TASK BRIEF ▸ List each line of the data that holds the word "applied".
──────── SOURCE INFORMATION
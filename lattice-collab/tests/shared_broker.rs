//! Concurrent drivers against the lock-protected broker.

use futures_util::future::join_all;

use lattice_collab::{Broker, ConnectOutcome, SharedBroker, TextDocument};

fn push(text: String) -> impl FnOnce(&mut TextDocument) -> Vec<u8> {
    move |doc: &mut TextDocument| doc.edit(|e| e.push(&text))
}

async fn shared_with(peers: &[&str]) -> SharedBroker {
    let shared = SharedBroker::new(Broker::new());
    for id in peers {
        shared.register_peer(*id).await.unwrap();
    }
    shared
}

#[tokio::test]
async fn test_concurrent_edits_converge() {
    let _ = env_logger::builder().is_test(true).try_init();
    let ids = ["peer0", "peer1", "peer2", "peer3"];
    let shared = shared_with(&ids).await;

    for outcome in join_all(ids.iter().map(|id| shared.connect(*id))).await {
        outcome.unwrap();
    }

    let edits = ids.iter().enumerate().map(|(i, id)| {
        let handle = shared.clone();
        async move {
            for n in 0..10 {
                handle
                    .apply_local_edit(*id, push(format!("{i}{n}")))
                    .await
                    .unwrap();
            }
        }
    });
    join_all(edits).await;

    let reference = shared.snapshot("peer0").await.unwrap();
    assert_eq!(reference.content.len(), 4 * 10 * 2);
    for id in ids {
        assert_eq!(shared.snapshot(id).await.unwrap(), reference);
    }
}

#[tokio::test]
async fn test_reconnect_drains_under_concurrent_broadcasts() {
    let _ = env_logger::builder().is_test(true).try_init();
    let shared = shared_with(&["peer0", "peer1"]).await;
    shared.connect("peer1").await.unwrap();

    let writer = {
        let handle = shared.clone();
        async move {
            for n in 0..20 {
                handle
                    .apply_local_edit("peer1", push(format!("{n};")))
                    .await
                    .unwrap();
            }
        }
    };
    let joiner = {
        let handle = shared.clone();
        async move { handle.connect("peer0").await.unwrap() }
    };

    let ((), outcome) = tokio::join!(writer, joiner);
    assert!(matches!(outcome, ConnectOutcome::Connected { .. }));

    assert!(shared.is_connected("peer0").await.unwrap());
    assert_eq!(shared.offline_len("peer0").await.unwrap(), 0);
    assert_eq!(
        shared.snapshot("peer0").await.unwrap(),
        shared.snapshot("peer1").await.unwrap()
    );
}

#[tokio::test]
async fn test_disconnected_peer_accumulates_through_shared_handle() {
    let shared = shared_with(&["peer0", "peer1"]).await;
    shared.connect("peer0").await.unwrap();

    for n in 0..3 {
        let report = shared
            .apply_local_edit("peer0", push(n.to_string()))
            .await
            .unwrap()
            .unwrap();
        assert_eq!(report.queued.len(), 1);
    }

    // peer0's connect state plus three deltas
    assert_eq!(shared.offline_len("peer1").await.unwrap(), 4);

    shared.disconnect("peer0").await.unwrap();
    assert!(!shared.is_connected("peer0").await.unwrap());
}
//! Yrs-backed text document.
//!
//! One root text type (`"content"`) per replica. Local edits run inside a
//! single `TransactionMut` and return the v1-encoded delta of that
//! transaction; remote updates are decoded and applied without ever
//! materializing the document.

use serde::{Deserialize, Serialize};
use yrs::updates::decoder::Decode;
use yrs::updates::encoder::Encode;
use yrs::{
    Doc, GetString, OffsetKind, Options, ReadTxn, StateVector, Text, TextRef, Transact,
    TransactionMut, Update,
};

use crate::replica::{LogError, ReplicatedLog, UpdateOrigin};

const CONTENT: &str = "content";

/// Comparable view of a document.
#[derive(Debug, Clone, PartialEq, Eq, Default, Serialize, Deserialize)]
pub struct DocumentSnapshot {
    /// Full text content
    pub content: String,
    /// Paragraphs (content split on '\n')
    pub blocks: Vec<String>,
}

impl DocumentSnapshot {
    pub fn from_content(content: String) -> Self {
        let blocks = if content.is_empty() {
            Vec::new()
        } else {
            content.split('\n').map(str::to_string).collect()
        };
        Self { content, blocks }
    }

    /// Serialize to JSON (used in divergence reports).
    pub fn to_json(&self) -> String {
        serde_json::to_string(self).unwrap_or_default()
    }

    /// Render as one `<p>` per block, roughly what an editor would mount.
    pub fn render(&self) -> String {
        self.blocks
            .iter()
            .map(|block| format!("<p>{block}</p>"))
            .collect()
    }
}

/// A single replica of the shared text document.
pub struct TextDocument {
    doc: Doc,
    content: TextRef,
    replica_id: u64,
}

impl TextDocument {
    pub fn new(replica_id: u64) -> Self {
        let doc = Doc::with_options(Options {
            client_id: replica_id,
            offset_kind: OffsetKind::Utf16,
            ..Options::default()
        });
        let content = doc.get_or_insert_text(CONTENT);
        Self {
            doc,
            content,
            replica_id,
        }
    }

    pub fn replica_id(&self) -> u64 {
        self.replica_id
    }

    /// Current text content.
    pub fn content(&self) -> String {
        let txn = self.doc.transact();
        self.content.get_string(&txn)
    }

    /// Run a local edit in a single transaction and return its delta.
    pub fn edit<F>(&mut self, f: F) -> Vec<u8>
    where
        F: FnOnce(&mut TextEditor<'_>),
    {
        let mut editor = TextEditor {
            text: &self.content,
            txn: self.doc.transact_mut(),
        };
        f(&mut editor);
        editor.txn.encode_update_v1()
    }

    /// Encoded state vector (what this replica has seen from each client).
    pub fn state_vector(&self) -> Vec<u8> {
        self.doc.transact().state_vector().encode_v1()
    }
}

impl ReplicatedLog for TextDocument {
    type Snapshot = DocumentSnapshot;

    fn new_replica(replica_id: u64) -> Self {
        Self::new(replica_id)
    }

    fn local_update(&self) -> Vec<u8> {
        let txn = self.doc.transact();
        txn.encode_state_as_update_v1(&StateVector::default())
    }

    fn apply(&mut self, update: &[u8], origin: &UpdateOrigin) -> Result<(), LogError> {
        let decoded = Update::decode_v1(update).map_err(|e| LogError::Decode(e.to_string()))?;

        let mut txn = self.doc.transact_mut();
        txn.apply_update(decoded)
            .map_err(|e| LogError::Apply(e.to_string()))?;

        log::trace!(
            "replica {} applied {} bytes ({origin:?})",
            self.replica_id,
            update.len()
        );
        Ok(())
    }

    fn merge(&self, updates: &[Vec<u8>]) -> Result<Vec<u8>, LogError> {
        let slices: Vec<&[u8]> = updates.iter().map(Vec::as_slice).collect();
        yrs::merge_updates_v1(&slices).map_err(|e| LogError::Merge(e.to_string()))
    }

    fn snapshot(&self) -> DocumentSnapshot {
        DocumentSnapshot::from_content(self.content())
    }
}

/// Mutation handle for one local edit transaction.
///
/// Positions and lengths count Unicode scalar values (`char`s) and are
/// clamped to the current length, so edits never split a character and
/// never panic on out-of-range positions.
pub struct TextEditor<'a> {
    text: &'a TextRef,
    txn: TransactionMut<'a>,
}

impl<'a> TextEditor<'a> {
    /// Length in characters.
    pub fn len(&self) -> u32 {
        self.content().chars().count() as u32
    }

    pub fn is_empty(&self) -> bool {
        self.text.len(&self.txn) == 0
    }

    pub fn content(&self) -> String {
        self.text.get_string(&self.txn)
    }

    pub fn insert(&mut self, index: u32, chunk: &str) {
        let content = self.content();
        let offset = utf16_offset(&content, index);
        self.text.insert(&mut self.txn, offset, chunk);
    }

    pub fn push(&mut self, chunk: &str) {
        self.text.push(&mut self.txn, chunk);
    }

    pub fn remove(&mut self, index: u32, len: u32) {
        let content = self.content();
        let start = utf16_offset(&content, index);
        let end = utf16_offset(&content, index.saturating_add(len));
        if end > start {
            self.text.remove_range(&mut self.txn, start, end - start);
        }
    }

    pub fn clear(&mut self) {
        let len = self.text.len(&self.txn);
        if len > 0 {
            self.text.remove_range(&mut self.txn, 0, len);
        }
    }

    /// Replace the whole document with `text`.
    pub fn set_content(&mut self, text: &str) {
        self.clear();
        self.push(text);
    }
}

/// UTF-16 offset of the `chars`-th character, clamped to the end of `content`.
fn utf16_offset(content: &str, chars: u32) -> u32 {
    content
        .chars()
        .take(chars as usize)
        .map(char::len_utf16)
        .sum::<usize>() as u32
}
────────────────
──────── SOURCE INFORMATION
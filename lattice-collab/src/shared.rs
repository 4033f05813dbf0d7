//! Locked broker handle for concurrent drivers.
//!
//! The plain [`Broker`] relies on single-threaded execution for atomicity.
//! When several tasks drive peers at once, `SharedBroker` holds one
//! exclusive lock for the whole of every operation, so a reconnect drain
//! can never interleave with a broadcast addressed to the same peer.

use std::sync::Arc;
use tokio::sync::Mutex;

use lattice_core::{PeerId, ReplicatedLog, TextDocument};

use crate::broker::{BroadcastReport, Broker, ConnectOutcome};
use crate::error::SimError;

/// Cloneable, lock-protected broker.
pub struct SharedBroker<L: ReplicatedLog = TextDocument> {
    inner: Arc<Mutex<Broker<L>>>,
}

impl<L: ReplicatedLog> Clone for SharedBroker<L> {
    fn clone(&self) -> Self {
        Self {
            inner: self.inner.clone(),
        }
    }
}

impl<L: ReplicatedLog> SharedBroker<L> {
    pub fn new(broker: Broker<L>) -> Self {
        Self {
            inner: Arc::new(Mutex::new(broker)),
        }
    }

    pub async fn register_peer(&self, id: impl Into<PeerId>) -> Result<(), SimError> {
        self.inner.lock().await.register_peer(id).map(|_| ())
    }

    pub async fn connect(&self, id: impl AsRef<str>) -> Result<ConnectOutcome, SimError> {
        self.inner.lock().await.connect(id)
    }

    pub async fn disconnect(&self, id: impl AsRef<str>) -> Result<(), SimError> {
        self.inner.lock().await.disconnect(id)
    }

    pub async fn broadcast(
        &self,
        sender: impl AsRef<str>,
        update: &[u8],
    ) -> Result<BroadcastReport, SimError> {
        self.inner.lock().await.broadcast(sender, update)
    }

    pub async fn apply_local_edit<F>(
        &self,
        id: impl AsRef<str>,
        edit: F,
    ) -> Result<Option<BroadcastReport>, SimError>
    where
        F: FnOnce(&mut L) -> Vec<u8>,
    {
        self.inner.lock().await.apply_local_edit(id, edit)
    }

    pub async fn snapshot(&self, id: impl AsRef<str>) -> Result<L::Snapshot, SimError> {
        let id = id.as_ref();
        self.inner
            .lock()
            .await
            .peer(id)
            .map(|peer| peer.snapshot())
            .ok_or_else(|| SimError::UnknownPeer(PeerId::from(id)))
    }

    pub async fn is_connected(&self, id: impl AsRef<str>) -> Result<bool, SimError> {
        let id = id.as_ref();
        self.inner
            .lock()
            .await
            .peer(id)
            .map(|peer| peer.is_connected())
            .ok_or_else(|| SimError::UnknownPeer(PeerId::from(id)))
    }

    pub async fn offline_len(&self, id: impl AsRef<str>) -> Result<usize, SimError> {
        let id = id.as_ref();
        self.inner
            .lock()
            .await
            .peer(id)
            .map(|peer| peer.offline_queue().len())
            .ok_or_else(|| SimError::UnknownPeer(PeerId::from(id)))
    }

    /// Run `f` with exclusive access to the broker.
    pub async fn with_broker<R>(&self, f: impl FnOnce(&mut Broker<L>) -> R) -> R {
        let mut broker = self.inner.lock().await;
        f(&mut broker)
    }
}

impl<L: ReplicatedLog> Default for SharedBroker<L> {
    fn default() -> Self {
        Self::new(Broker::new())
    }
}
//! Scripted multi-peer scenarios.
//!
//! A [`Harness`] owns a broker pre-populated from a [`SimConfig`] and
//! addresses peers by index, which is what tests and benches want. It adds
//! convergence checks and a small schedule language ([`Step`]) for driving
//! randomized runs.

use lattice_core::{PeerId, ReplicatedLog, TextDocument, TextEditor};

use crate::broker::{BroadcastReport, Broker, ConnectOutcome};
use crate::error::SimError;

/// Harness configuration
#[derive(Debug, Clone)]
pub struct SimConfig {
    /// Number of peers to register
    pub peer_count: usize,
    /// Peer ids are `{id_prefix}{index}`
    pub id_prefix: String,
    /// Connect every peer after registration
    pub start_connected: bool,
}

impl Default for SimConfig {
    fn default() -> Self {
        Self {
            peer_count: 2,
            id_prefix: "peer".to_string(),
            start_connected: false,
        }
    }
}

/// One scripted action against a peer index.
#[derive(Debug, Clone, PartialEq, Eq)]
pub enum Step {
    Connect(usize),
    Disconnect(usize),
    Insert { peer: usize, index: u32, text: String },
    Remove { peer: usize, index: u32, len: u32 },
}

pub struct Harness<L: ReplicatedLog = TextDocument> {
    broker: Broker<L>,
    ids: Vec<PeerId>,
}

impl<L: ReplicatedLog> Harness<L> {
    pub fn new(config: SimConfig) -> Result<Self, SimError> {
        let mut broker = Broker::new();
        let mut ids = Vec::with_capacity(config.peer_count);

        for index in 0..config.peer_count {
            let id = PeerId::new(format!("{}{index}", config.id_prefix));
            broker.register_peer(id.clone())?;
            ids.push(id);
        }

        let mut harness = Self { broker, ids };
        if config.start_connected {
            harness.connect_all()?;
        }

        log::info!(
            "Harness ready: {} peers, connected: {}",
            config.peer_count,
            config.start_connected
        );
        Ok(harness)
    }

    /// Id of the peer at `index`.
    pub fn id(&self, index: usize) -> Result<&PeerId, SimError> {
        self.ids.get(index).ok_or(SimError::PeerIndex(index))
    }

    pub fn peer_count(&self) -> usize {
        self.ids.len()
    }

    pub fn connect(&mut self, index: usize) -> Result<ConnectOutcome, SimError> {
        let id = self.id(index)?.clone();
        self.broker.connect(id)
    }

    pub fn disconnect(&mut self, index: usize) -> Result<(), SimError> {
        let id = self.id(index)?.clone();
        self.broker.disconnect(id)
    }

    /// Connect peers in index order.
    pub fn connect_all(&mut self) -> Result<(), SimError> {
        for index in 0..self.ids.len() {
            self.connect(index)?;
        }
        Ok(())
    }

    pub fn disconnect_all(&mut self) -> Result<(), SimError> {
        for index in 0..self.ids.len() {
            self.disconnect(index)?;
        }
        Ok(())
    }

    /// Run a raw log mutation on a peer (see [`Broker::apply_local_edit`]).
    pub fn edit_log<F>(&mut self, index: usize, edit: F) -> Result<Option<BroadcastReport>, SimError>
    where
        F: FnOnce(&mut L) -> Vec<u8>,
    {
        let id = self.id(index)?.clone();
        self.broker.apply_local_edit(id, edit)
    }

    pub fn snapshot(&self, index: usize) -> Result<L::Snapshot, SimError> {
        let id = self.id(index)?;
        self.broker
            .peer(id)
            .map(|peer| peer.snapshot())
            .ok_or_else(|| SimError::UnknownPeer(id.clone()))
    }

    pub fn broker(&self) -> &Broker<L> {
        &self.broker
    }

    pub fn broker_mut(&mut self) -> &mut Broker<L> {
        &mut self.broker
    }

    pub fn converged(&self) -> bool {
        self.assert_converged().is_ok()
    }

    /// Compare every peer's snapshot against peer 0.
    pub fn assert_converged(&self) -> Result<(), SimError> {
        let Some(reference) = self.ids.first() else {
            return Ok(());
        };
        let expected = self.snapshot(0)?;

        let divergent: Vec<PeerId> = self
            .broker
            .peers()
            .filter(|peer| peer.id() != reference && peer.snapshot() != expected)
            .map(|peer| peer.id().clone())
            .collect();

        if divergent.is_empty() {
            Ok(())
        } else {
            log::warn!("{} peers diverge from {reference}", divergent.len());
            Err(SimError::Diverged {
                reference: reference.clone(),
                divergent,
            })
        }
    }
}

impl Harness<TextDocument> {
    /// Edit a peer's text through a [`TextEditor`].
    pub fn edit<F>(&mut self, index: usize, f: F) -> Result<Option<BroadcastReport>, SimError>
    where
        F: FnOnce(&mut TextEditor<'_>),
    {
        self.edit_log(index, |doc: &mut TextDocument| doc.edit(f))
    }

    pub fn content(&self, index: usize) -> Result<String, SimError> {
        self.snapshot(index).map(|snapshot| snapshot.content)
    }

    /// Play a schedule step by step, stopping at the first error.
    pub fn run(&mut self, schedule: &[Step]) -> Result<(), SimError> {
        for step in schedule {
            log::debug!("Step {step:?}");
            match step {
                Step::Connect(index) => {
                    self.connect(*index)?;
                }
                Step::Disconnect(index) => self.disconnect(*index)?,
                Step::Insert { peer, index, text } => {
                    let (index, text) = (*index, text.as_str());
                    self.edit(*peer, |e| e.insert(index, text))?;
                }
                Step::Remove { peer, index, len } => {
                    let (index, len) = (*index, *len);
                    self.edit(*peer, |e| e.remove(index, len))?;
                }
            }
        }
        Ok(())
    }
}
────────────────
SOLUTION FOR THIS PROBLEM ▸
//! transaction; remote updates are decoded and applied without ever
            "replica {} applied {} bytes ({origin:?})",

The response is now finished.